REQUIREMENT » Whenever a line carries the word "recv", pull it out of the entries.

[Stored data entries]
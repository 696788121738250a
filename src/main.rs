//! Copy-trading execution simulator.
//!
//! Wires the book service, ingest pipeline, executor and the read-only HTTP
//! surface into one process. Leader-trade discovery itself is external to
//! this system (SPEC_FULL.md's system overview marks it "(external)"); this
//! binary constructs the ingest entry points (`IngestRouter`,
//! `ActivityAggregator`) that such a component would feed, and drains
//! whatever arrives on them into the executor.

use anyhow::{Context, Result};
use axum::middleware as axum_mw;
use copytrail_backend::aggregate;
use copytrail_backend::api;
use copytrail_backend::book;
use copytrail_backend::config::{AppConfig, ConfigStore};
use copytrail_backend::executor::activity::{persist_activity_group, ActivityAggregator, ActivityGroup};
use copytrail_backend::executor::{dispatch_group, persist_buffer_skip, Services};
use copytrail_backend::ledger;
use copytrail_backend::middleware::rate_limit::{rate_limit_middleware, RateLimitConfig, RateLimitLayer};
use copytrail_backend::middleware::request_logging;
use parking_lot::RwLock;
use std::net::SocketAddr;
use std::sync::Arc;
use tokio::net::TcpListener;
use tokio::sync::mpsc;
use tower_http::cors::CorsLayer;
use tracing::{error, info};
use tracing_subscriber::{layer::SubscriberExt, util::SubscriberInitExt};

#[tokio::main]
async fn main() -> Result<()> {
    let app_config = AppConfig::from_env().context("loading configuration")?;
    init_tracing();

    info!("copytrail starting up");

    let store = ledger::Store::open(&app_config.database_path).context("opening ledger store")?;

    let (book_service, book_ws_handle, book_sweep_handle) = book::BookService::new(
        app_config.market_ws_url.clone(),
        app_config.rest_base_url.clone(),
        store.clone(),
    );
    let book_service = Arc::new(book_service);

    let mut config_store = ConfigStore::default();
    config_store.system.initial_bankroll_micros = app_config.initial_bankroll_micros.to_i64_saturating();
    let config_store = Arc::new(RwLock::new(config_store));

    let services = Arc::new(Services { book: book_service.clone(), store, config: config_store.clone() });

    let (group_tx, mut group_rx) = mpsc::unbounded_channel();
    let (buffer_flush_tx, mut buffer_flush_rx) = mpsc::unbounded_channel();
    let (activity_tx, mut activity_rx) = mpsc::unbounded_channel();

    let buffering_snapshot = config_store.read().small_trade_buffering.clone();
    let ingest_router = Arc::new(aggregate::IngestRouter::new(&buffering_snapshot, group_tx, buffer_flush_tx));
    let activity_aggregator = ActivityAggregator::new(activity_tx);

    info!("ingest router and activity aggregator constructed; ready for an external feed to call ingest()");

    {
        let services = services.clone();
        tokio::spawn(async move {
            while let Some(group) = group_rx.recv().await {
                let attempts = dispatch_group(&services, &group).await;
                info!(group_key = %group.group_key, attempts = attempts.len(), "dispatched trade event group");
            }
        });
    }

    {
        let services = services.clone();
        tokio::spawn(async move {
            while let Some(flush) = buffer_flush_rx.recv().await {
                match flush {
                    aggregate::buffer::BufferFlush::Group(group) => {
                        let attempts = dispatch_group(&services, &group).await;
                        info!(group_key = %group.group_key, attempts = attempts.len(), "dispatched buffered trade event group");
                    }
                    skip @ aggregate::buffer::BufferFlush::SkipBelowMinExec { .. } => {
                        if let Err(e) = persist_buffer_skip(&services, skip) {
                            error!(error = %e, "persist_buffer_skip failed");
                        }
                    }
                }
            }
        });
    }

    {
        let store_services = services.clone();
        tokio::spawn(async move {
            while let Some(group) = activity_rx.recv().await {
                if let Err(e) = persist_activity_group(&store_services.store, &group) {
                    error!(error = %e, group_key = %group.group_key, "persist_activity_group failed");
                }
                log_activity_group(&group);
            }
        });
    }

    let rate_limiter = RateLimitLayer::new(RateLimitConfig::default());

    let app = api::router(api::AppState::new(services.clone()))
        .layer(axum_mw::from_fn_with_state(rate_limiter, rate_limit_middleware))
        .layer(axum_mw::from_fn(request_logging))
        .layer(CorsLayer::permissive());

    let listener = TcpListener::bind(&app_config.bind_addr).await.context("binding HTTP listener")?;
    info!(addr = %app_config.bind_addr, "HTTP surface listening");

    axum::serve(listener, app.into_make_service_with_connect_info::<SocketAddr>())
        .with_graceful_shutdown(async {
            let _ = tokio::signal::ctrl_c().await;
            info!("shutdown signal received");
        })
        .await
        .context("server error")?;

    info!("shutting down: force-flushing ingest router and activity aggregator, unsubscribing book feed");
    ingest_router.shutdown();
    activity_aggregator.force_flush_all();
    book_service.shutdown();
    let _ = book_ws_handle;
    let _ = book_sweep_handle;

    Ok(())
}

fn log_activity_group(group: &ActivityGroup) {
    info!(
        group_key = %group.group_key,
        followed_user_id = %group.followed_user_id,
        activity_type = %group.activity_type,
        assets = group.asset_ids.len(),
        "persisted activity group as SKIP (merge/split/redeem not executable)"
    );
}

fn init_tracing() {
    tracing_subscriber::registry()
        .with(tracing_subscriber::EnvFilter::try_from_default_env().unwrap_or_else(|_| "copytrail_backend=debug,tower_http=debug".into()))
        .with(tracing_subscriber::fmt::layer())
        .init();
}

EXPECTED ANSWER »
            while let Some(group) = group_rx.recv().await {
            while let Some(flush) = buffer_flush_rx.recv().await {
            while let Some(group) = activity_rx.recv().await {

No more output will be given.